In the absence of a federal regulatory MCL, some states have established drinking water regulations or guidance values for some PFAS, leading the way in monitoring for and limiting PFAS. For example, in August 2020, Michigan’s then newly enacted PFAS drinking water standards for seven types of PFAS—with levels of 8 ppt for PFOA and 16 ppt for PFOS—became effective. The Michigan PFAS Action Response Team (MPART), a multi-agency entity, coordinates state resources to address PFAS contamination. Together with the Michigan Department of Environment, Great Lakes, and Energy (EGLE), it commenced site investigations across Michigan identifying hundreds of PFAS-contaminated sites and areas of interest for potential PFAS contamination and developed a map identifying specific source sites for PFAS contamination. However, that regulatory scheme recently was cast into doubt.

In November 2022, in a lawsuit filed by the 3M Company, the Michigan Court of Claims struck down the Michigan PFAS regulations relating to the drinking water enforceable limits. It held that the state, when creating the standards, did not consider adequately the costs for businesses to comply with the related groundwater cleanup standards that automatically resulted from the new drinking water standards. Recently, in August 2023, the Michigan Court of Appeals agreed with the trial court that EGLE had violated administrative procedures by failing to adequately prepare a regulatory impact statement that includes an estimate of the cost of groundwater cleanup compliance by businesses and other groups. Although these rulings strike down the Michigan drinking water standards, the trial court stayed its decision until final judgment is entered, and the state can still seek further appeal, leaving the regulations in place until final resolution.

Meanwhile, litigation regarding PFAS contamination of water systems continues to be filed across the country. Currently pending in the U.S. District Court for the District of South Carolina is a multidistrict litigation proceeding (MDL) with over 5,000 individual cases pending falling into three distinct categories: (1) personal injury plaintiffs claiming injury from exposure to PFAS, (2) actions filed by individual states for natural resource and other damages, and (3) public water supply plaintiffs seeking drinking water testing and remediation costs. As the first bellwether case was coming for trial, two prominent defendants—the 3M Company and DuPont de Nemours, Inc. (and other DuPont companies)—announced tentative settlements, with 3M to pay $10.3 billion to $12.5 billion and DuPont to pay $1.185 billion. Both of those settlements are tentative and require court approval, which has not yet been granted.

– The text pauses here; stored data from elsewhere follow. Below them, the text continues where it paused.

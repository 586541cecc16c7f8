//! File-overlap grouping for the parallel strategy.

use std::collections::HashMap;

use crate::models::Patch;

/// Partition `patches` into waves of pairwise file-disjoint patches.
///
/// Each patch lands in the earliest wave after every earlier patch it
/// shares a file with, so overlapping patches keep their relative order.
/// Returns indices into `patches`.
pub fn plan_waves(patches: &[Patch]) -> Vec<Vec<usize>> {
    let mut waves: Vec<Vec<usize>> = Vec::new();
    // Latest wave that touched each path.
    let mut last_wave_for: HashMap<String, usize> = HashMap::new();

    for (idx, patch) in patches.iter().enumerate() {
        let targets = patch.target_paths();
        let wave = targets
            .iter()
            .filter_map(|p| last_wave_for.get(p))
            .map(|w| w + 1)
            .max()
            .unwrap_or(0);

        if wave == waves.len() {
            waves.push(Vec::new());
        }
        waves[wave].push(idx);
        for path in targets {
            last_wave_for.insert(path, wave);
        }
    }
    waves
}

#[cfg(test)]
mod tests {
    use super::*;
    use crate::models::{FileOperation, FilePatch};

    fn patch(id: &str, paths: &[&str]) -> Patch {
        Patch {
            id: id.into(),
            file_patches: paths
                .iter()
                .map(|p| FilePatch {
                    path: p.to_string(),
                    operation: FileOperation::Modify,
                    changes: Vec::new(),
                    content: None,
                    confidence: 1.0,
                    description: String::new(),
                })
                .collect(),
            config_patches: Vec::new(),
            confidence: 1.0,
            breaking_change: false,
            description: None,
        }
    }

    #[test]
    fn test_disjoint_patches_share_a_wave() {
        let patches = vec![patch("a", &["x"]), patch("b", &["y"]), patch("c", &["z"])];
        assert_eq!(plan_waves(&patches), vec![vec![0, 1, 2]]);
    }

    #[test]
    fn test_overlap_keeps_order() {
        let patches = vec![
            patch("a", &["x"]),
            patch("b", &["x", "y"]),
            patch("c", &["z"]),
            patch("d", &["y"]),
        ];
        assert_eq!(plan_waves(&patches), vec![vec![0, 2], vec![1], vec![3]]);
    }

    #[test]
    fn test_aliased_paths_overlap() {
        let patches = vec![
            patch("a", &["a.txt"]),
            patch("b", &["./a.txt"]),
            patch("c", &["src//lib.rs"]),
            patch("d", &["src/lib.rs"]),
        ];
        assert_eq!(plan_waves(&patches), vec![vec![0, 2], vec![1, 3]]);
    }

    #[test]
    fn test_empty() {
        assert!(plan_waves(&[]).is_empty());
    }
}
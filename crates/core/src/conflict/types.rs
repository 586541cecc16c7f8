//! Conflict and resolution types.

use std::str::FromStr;

use chrono::{DateTime, Utc};
use serde::{Deserialize, Serialize};
use uuid::Uuid;

use crate::errors::ConflictError;

/// Chosen text of a manual-mode placeholder resolution.
pub const MANUAL_RESOLUTION_REQUIRED: &str = "MANUAL_RESOLUTION_REQUIRED";

// ---------------------------------------------------------------------------
// Classification
// ---------------------------------------------------------------------------

/// Categorisation of a conflict.
#[derive(Debug, Clone, Copy, Serialize, Deserialize, PartialEq, Eq, PartialOrd, Ord, Hash)]
#[serde(rename_all = "snake_case")]
pub enum ConflictType {
    /// Plain text disagreement.
    Content,
    /// The two sides differ in bracket/brace structure.
    Structural,
    /// Declarations (functions, variables) are involved.
    Semantic,
    /// At least one side is not well-formed.
    Syntactic,
}

impl std::fmt::Display for ConflictType {
    fn fmt(&self, f: &mut std::fmt::Formatter<'_>) -> std::fmt::Result {
        match self {
            Self::Content => write!(f, "content"),
            Self::Structural => write!(f, "structural"),
            Self::Semantic => write!(f, "semantic"),
            Self::Syntactic => write!(f, "syntactic"),
        }
    }
}

/// How bad a conflict is. Ordered from least to most severe.
#[derive(Debug, Clone, Copy, Serialize, Deserialize, PartialEq, Eq, PartialOrd, Ord, Hash)]
#[serde(rename_all = "snake_case")]
pub enum Severity {
    Low,
    Medium,
    High,
    Critical,
}

impl std::fmt::Display for Severity {
    fn fmt(&self, f: &mut std::fmt::Formatter<'_>) -> std::fmt::Result {
        match self {
            Self::Low => write!(f, "low"),
            Self::Medium => write!(f, "medium"),
            Self::High => write!(f, "high"),
            Self::Critical => write!(f, "critical"),
        }
    }
}

/// Policy governing how conflicts are resolved.
#[derive(Debug, Clone, Copy, Default, Serialize, Deserialize, PartialEq, Eq)]
#[serde(rename_all = "snake_case")]
pub enum ResolutionMode {
    /// Deterministic heuristics.
    #[default]
    Auto,
    /// Ask the completion provider, fall back to heuristics.
    Ai,
    /// Leave a placeholder for a human.
    Manual,
    /// Refuse; the patch must stop.
    Abort,
}

impl std::fmt::Display for ResolutionMode {
    fn fmt(&self, f: &mut std::fmt::Formatter<'_>) -> std::fmt::Result {
        match self {
            Self::Auto => write!(f, "auto"),
            Self::Ai => write!(f, "ai"),
            Self::Manual => write!(f, "manual"),
            Self::Abort => write!(f, "abort"),
        }
    }
}

impl FromStr for ResolutionMode {
    type Err = ConflictError;

    fn from_str(s: &str) -> Result<Self, Self::Err> {
        match s.trim().to_ascii_lowercase().as_str() {
            "auto" => Ok(Self::Auto),
            "ai" => Ok(Self::Ai),
            "manual" => Ok(Self::Manual),
            "abort" => Ok(Self::Abort),
            other => Err(ConflictError::UnknownMode(other.to_string())),
        }
    }
}

// ---------------------------------------------------------------------------
// Conflict
// ---------------------------------------------------------------------------

/// Outcome of resolving one conflict.
#[derive(Debug, Clone, Serialize, Deserialize, PartialEq)]
pub struct ConflictResolution {
    pub strategy_used: ResolutionMode,
    pub chosen_text: String,
    pub reasoning: String,
    /// `heuristic`, `ai` or `manual`.
    pub resolved_by: String,
    pub resolved_at: DateTime<Utc>,
    pub confidence: f64,
    /// Why an AI resolution degraded to heuristics, if it did.
    #[serde(default, skip_serializing_if = "Option::is_none")]
    pub fallback_reason: Option<String>,
}

impl ConflictResolution {
    /// Whether this is the manual-mode placeholder rather than real content.
    pub fn is_placeholder(&self) -> bool {
        self.strategy_used == ResolutionMode::Manual
            && self.chosen_text == MANUAL_RESOLUTION_REQUIRED
    }
}

/// A mismatch between a change's expected prior content and the file.
#[derive(Debug, Clone, Serialize, Deserialize)]
pub struct Conflict {
    pub id: String,
    pub file: String,
    pub conflict_type: ConflictType,
    /// 1-indexed; 0 when the change could not be located at all.
    pub line: usize,
    /// What the file holds at the location.
    pub current_text: String,
    /// What the change wants to write.
    pub incoming_text: String,
    /// A few lines around the location.
    pub context_text: String,
    pub severity: Severity,
    pub confidence: f64,
    #[serde(default)]
    pub resolution: Option<ConflictResolution>,
}

impl Conflict {
    /// Create a new unresolved conflict with a fresh UUID.
    pub fn new(
        file: impl Into<String>,
        conflict_type: ConflictType,
        line: usize,
        current_text: impl Into<String>,
        incoming_text: impl Into<String>,
    ) -> Self {
        Self {
            id: Uuid::new_v4().to_string(),
            file: file.into(),
            conflict_type,
            line,
            current_text: current_text.into(),
            incoming_text: incoming_text.into(),
            context_text: String::new(),
            severity: Severity::Medium,
            confidence: 0.5,
            resolution: None,
        }
    }

    /// Resolved with real content (manual placeholders do not count).
    pub fn is_resolved(&self) -> bool {
        self.resolution
            .as_ref()
            .map(|r| !r.is_placeholder())
            .unwrap_or(false)
    }
}
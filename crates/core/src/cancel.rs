//! Cooperative cancellation for a running batch.

use std::sync::atomic::{AtomicBool, Ordering};
use std::sync::Arc;

/// Shared flag checked between patches and at wave boundaries. Clones
/// observe the same flag.
#[derive(Debug, Clone, Default)]
pub struct CancellationToken {
    cancelled: Arc<AtomicBool>,
}

impl CancellationToken {
    pub fn new() -> Self {
        Self::default()
    }

    /// Request cancellation. Writes already in flight still complete.
    pub fn cancel(&self) {
        self.cancelled.store(true, Ordering::SeqCst);
    }

    pub fn is_cancelled(&self) -> bool {
        self.cancelled.load(Ordering::SeqCst)
    }
}

#[cfg(test)]
mod tests {
    use super::*;

    #[test]
    fn test_clones_share_state() {
        let token = CancellationToken::new();
        let other = token.clone();
        assert!(!other.is_cancelled());
        token.cancel();
        assert!(other.is_cancelled());
    }
}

These tentative settlements, however, illustrate the magnitude of the anticipated costs associated with PFAS contamination. New lawsuits are being filed across the country every day for the harm alleged already to have been suffered by PFAS contamination, and the EPA and state regulatory agencies continue to adopt new regulations seeking to prevent harm from future contamination.

These PFAS-related issues will not be going away anytime soon. Several insurance coverage actions have already been filed across the country as the companies that manufactured PFAS chemicals and other manufacturers who used them in their products seek coverage for the huge sums being paid to settle claims. Other PFAS-related actions will likely be filed, such as bankruptcies for those being held liable for injuries arising from PFAS contamination.

In this environment, state and federal courts will be called on to address a variety of issues arising from these forever chemicals, and judges must be aware of what they are, the debate regarding the harms they are alleged to have caused, and the environmental enforcement regulations currently being developed to address them. Congress also may be called on to enact new laws to address the PFAS issues that courts may be called on to interpret. So, “Beware of the forever chemicals” coming soon to a courtroom near you.

Daniel F. Gourash

Seeley Savidge Ebert & Gourash Co., LPA

Daniel F. Gourash is the immediate past chair of the Judicial Division Lawyers Conference and the director of the Insurance Coverage and Complex Litigation Practice Groups of Seeley Savidge Ebert & Gourash Co., LPA, in Cleveland, Ohio.